# [THE RECORDS]
________________________________________

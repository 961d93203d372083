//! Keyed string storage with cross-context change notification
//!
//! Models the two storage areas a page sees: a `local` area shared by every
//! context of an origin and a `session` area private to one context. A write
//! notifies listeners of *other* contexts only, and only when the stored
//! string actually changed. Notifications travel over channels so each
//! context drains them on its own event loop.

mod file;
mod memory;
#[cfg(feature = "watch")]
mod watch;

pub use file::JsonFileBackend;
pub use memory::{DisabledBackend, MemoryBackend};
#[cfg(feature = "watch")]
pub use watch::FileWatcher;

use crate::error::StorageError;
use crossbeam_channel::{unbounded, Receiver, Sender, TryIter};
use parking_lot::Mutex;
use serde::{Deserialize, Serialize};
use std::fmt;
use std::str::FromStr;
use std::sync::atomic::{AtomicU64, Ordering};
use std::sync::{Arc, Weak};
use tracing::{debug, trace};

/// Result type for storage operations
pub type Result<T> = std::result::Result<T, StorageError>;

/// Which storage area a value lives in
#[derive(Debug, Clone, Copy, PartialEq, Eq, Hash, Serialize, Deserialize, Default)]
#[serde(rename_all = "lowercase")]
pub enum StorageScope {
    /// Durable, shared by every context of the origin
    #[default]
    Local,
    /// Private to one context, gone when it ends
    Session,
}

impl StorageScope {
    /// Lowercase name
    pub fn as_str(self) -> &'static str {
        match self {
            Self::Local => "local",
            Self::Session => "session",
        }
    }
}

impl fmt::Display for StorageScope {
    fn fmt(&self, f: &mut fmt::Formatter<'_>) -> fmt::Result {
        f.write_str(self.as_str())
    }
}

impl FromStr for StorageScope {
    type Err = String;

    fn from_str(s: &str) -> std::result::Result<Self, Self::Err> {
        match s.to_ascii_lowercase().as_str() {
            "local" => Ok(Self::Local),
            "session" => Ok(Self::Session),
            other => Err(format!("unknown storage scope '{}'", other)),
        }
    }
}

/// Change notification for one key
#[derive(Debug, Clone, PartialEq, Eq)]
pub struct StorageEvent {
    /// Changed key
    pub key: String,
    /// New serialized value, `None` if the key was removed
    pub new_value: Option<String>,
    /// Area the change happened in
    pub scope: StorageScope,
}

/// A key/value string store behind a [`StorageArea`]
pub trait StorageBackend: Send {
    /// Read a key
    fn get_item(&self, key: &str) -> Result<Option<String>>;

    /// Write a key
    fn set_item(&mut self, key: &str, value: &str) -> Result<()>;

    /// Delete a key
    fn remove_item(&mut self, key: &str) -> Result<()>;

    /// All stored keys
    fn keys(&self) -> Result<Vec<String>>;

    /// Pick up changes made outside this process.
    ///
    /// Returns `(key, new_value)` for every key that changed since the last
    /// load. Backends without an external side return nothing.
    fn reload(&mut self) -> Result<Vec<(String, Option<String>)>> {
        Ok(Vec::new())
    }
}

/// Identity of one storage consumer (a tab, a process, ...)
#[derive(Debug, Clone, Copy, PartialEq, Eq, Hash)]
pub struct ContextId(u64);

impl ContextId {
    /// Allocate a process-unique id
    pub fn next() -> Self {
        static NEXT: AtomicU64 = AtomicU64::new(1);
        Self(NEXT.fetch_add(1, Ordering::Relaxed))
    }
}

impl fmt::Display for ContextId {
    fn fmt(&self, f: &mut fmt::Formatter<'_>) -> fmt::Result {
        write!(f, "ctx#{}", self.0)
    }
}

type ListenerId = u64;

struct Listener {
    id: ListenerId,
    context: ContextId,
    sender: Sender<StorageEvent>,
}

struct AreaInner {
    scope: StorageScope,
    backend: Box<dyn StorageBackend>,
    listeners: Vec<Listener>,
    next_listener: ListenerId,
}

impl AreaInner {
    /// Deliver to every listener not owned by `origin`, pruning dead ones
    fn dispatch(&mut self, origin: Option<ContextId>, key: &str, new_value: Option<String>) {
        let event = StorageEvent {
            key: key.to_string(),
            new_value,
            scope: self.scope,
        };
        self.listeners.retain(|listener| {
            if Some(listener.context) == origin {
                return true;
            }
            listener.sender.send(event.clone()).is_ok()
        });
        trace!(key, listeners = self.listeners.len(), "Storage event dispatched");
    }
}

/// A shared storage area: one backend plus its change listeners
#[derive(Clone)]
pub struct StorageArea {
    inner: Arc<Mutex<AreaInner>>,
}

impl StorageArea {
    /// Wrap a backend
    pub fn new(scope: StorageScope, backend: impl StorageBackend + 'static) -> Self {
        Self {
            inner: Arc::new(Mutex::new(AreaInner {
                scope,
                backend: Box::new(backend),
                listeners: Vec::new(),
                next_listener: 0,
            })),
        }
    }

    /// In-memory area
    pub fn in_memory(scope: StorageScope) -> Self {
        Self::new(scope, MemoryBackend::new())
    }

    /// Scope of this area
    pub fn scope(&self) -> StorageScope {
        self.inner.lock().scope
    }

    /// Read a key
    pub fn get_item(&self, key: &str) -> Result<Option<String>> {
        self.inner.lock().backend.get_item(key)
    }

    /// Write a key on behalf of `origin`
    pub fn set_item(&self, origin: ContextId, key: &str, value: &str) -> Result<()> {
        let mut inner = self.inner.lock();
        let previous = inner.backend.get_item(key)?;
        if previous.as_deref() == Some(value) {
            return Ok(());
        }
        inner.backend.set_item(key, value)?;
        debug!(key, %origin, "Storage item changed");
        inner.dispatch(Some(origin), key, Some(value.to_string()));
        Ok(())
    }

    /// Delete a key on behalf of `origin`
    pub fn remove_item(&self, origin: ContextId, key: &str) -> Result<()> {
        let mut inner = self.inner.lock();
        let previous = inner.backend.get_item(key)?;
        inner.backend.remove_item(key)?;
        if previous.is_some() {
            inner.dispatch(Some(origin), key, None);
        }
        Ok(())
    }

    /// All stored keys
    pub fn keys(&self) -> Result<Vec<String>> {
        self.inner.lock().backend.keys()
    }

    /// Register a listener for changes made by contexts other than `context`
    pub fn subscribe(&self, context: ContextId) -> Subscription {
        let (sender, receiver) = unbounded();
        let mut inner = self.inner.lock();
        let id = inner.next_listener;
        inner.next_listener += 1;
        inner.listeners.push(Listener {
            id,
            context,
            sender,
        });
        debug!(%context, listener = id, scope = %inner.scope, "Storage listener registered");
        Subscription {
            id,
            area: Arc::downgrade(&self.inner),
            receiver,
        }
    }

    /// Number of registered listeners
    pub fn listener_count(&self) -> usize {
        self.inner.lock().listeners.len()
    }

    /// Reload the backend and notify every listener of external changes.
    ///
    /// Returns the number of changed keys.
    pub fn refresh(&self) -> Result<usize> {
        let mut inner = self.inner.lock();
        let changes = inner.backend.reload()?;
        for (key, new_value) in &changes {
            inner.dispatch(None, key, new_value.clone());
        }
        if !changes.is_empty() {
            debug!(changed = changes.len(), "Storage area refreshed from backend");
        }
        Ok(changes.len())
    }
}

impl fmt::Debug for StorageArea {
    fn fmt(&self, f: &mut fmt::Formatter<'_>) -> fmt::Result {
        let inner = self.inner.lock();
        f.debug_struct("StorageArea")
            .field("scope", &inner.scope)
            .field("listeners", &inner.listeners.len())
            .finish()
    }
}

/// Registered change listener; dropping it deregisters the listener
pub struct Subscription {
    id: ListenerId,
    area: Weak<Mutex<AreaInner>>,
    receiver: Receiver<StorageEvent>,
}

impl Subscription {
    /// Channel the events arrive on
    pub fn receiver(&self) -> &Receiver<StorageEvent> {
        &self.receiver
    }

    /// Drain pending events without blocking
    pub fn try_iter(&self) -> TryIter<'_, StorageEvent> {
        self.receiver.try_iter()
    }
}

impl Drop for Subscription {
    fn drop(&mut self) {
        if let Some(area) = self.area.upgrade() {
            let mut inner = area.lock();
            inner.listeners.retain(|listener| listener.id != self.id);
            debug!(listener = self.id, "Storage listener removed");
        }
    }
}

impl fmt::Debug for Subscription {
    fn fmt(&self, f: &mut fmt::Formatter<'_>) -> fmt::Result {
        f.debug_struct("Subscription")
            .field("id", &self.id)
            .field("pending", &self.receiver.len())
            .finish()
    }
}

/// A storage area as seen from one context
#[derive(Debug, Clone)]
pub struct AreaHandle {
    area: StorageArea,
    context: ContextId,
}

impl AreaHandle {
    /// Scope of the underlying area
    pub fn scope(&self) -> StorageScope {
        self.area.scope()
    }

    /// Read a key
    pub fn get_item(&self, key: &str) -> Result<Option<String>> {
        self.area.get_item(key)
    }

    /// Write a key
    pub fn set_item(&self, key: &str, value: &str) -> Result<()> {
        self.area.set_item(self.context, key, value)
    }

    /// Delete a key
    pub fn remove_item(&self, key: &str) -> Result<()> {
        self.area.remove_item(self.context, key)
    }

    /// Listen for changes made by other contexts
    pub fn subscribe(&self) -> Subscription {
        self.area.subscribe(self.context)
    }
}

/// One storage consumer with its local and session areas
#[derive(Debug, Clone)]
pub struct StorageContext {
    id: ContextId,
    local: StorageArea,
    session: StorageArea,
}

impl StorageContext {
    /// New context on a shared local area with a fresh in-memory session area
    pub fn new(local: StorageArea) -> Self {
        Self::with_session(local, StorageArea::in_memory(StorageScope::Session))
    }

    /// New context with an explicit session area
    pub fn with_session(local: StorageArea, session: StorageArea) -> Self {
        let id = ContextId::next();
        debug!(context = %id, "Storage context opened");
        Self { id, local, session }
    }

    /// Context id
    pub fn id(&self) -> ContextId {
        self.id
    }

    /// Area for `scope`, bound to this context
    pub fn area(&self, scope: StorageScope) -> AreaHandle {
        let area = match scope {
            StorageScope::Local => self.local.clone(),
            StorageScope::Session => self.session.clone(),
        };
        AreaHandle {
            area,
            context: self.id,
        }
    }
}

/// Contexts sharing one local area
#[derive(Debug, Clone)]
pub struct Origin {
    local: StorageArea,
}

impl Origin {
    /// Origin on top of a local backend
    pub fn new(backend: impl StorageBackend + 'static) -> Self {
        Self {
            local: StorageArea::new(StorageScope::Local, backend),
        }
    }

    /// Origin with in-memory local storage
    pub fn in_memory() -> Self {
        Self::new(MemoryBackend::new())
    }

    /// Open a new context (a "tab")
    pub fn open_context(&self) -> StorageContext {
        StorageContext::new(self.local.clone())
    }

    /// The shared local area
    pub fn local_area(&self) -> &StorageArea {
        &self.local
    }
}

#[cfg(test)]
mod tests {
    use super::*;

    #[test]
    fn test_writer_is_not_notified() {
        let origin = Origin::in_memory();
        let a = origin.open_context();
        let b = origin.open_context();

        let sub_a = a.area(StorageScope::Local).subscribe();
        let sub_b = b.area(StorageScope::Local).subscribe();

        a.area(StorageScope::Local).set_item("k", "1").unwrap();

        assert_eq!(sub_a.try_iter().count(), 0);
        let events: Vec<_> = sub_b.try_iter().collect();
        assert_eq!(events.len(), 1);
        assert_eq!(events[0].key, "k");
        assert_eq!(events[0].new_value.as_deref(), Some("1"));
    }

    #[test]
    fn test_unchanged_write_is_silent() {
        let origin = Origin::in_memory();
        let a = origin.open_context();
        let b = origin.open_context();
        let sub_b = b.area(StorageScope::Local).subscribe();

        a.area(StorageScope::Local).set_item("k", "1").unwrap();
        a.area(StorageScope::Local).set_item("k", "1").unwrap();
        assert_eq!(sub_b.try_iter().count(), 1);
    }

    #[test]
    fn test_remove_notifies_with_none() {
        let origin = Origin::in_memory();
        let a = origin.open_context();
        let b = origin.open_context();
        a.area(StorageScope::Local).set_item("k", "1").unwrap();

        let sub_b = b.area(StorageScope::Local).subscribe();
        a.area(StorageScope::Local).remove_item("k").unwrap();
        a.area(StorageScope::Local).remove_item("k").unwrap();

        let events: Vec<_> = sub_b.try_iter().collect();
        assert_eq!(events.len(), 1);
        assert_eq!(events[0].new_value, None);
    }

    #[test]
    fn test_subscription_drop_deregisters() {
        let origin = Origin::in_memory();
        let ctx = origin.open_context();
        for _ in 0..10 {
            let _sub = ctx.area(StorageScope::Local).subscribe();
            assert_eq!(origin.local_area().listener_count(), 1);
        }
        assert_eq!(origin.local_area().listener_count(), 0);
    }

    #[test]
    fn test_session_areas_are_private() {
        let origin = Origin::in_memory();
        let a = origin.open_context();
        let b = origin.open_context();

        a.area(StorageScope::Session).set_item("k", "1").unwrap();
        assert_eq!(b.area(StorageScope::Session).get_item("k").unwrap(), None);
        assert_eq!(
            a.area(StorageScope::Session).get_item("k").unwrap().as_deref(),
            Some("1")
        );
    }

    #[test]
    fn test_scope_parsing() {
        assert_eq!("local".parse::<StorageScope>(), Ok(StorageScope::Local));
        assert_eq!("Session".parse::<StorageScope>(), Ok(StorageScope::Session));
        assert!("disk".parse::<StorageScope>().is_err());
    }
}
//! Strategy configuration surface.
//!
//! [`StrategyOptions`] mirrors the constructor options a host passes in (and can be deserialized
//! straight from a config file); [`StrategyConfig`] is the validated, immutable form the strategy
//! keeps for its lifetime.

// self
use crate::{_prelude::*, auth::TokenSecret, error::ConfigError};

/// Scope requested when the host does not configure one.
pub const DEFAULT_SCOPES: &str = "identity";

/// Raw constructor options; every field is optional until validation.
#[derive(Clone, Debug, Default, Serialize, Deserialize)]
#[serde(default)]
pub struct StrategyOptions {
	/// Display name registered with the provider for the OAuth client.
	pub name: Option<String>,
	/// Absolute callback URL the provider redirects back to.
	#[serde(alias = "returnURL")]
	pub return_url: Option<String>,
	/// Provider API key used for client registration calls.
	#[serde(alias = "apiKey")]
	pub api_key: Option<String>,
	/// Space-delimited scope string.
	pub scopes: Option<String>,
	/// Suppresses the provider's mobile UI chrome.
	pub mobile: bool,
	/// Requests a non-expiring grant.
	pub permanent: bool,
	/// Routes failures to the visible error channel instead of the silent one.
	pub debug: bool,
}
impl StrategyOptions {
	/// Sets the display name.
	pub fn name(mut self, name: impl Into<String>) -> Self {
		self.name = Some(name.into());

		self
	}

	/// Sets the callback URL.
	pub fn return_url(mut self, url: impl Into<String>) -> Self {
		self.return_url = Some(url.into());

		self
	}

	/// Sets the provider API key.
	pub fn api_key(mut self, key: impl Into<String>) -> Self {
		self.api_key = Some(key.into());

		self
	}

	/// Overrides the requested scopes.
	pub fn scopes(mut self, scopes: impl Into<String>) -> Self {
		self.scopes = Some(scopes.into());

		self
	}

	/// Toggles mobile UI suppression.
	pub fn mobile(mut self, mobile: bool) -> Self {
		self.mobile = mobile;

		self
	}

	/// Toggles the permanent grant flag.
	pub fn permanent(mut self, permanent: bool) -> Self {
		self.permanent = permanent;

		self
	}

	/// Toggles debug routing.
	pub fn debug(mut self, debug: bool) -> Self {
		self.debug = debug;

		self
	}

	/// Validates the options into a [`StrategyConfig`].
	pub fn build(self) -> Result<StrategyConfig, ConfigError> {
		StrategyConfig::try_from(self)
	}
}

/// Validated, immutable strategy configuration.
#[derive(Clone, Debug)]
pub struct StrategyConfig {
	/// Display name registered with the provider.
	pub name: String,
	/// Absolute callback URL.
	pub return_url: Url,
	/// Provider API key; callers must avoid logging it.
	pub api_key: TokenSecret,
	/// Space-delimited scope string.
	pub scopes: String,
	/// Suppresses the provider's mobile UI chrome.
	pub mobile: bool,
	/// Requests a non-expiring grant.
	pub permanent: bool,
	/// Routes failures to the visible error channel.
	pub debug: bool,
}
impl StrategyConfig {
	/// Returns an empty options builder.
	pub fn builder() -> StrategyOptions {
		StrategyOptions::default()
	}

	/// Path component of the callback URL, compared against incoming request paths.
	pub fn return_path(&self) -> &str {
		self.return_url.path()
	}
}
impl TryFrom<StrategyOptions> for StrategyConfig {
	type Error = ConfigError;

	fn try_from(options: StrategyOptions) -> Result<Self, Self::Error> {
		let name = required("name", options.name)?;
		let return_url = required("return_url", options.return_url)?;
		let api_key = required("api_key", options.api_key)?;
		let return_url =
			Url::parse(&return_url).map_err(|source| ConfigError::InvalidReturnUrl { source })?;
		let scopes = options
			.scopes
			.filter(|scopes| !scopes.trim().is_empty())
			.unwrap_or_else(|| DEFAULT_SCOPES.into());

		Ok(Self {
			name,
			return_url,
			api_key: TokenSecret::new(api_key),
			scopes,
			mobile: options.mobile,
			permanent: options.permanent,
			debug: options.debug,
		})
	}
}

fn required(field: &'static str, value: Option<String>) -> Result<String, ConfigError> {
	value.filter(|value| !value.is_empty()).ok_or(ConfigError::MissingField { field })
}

________________________________________

# [TASK DESCRIPTION]
Go through the entries. Report every line that contains the word "requested".

# [RESPONSE TO THE TASK]
/// Scope requested when the host does not configure one.
	/// Overrides the requested scopes.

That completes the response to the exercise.